Nikki How is currently a Resident Medical Officer at Fiona Stanley Hospital in Western Australia. She has a keen interest in improving medication safety in the hospital setting.
ACTION – A Retrospective Audit Of Medication Error
Aims: The aim of this audit is to assess the number and type of medication errors reported to Rockingham General Hospital over a one year period, and evaluate consequent complications or adverse events incurred by patients.
Methods: Retrospective data collection was completed from 1st January 2019 to 31st December 2019. Patients with medication-related incidents reported to a clinical incident management system were included in the study. Additional data was retrieved from patients’ medical records and discharge summaries. Data analysis was performed using SPSS v23 statistical package.
Results: We identified 188 patients with complete data that met the inclusion criteria, and all were included in the data analysis. More than 25% of patients involved in the study incurred harm from the medication errors made. There was an association with the type of error and the level of harm incurred by patients (Chi square p<0.0005), with most incidents attributed to errors with incorrect dose or incorrect medication. Anticoagulation errors resulted in most harm to patients. There was a significant difference between the type of medication and level of harm incurred (p<0.05). 13.8% of patients incurred side effects, 1.1% had an allergic/anaphylactic reaction, 0.5% had a fall, 1.6% had a code blue call, and 1.1% died as a possible consequence of the medication error. 4.8% of patients incurred extra days length of stay, ranging between an extra 1 to 7 days.
Conclusions: Overall, more than 25% of medication-related incidents reviewed in this study resulted in subsequent patient harm.

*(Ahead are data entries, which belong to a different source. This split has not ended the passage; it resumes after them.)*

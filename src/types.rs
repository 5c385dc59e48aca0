//! Wire-level data model for the anomaly worker.
//!
//! Inbound events and outbound results are JSON message bodies; ledger
//! records come from the backend's internal transaction endpoint.

use rust_decimal::Decimal;
use serde::{Deserialize, Deserializer, Serialize};

/// Inbound message body: a batch of transaction ids for one company.
#[derive(Debug, Clone, PartialEq, Eq, Serialize, Deserialize)]
#[serde(rename_all = "camelCase")]
pub struct TransactionEvent {
    pub company_id: i64,
    #[serde(default)]
    pub txn_ids: Vec<i64>,
}

/// A transaction record as returned by the ledger service.
///
/// The backend is not fully trusted here: `amount` is coerced to zero
/// when absent or unparsable, and `date`/`categoryName` default to empty
/// strings. Only `id` is required.
#[derive(Debug, Clone, PartialEq, Serialize, Deserialize)]
#[serde(rename_all = "camelCase")]
pub struct TransactionRecord {
    pub id: i64,
    #[serde(default, deserialize_with = "lenient_decimal")]
    pub amount: Decimal,
    #[serde(default)]
    pub date: String,
    #[serde(default)]
    pub category_name: String,
}

/// Fixed-shape numeric input for the scoring oracle.
#[derive(Debug, Clone, PartialEq)]
pub struct FeatureVector {
    pub amount: f64,
    /// Day of week, Monday = 0 through Sunday = 6.
    pub day_of_week: u32,
    pub hour: u32,
    pub category_id: i32,
}

impl FeatureVector {
    /// The vector in the fixed column order the oracle expects.
    pub fn as_array(&self) -> [f64; 4] {
        [
            self.amount,
            f64::from(self.day_of_week),
            f64::from(self.hour),
            f64::from(self.category_id),
        ]
    }
}

/// Outbound message body published to the results routing key.
#[derive(Debug, Clone, PartialEq, Serialize, Deserialize)]
#[serde(rename_all = "camelCase")]
pub struct AnomalyResult {
    pub company_id: i64,
    /// The flagged records. May be empty; downstream consumers handle
    /// an empty list the same way as a populated one.
    pub anomalies: Vec<TransactionRecord>,
    /// ISO-8601 UTC timestamp of when detection ran.
    pub detected_at: String,
}

/// Accept a number, a numeric string, or anything else (including an
/// explicit null) as a decimal amount, falling back to zero.
fn lenient_decimal<'de, D>(deserializer: D) -> Result<Decimal, D::Error>
where
    D: Deserializer<'de>,
{
    let value = serde_json::Value::deserialize(deserializer)?;
    Ok(match value {
        serde_json::Value::Number(n) => {
            let repr = n.to_string();
            repr.parse()
                .or_else(|_| Decimal::from_scientific(&repr))
                .unwrap_or(Decimal::ZERO)
        }
        serde_json::Value::String(s) => s.trim().parse().unwrap_or(Decimal::ZERO),
        _ => Decimal::ZERO,
    })
}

The majority of incidents involved potentially preventable errors, predominantly from errors with incorrect dose or medication. We recommend consideration of an electronic medication management system to reduce the number of preventable errors. A focus should also be placed on strategies to reduce error-producing conditions, increasing education on medication errors and re-emphasising fundamentals of medication safety.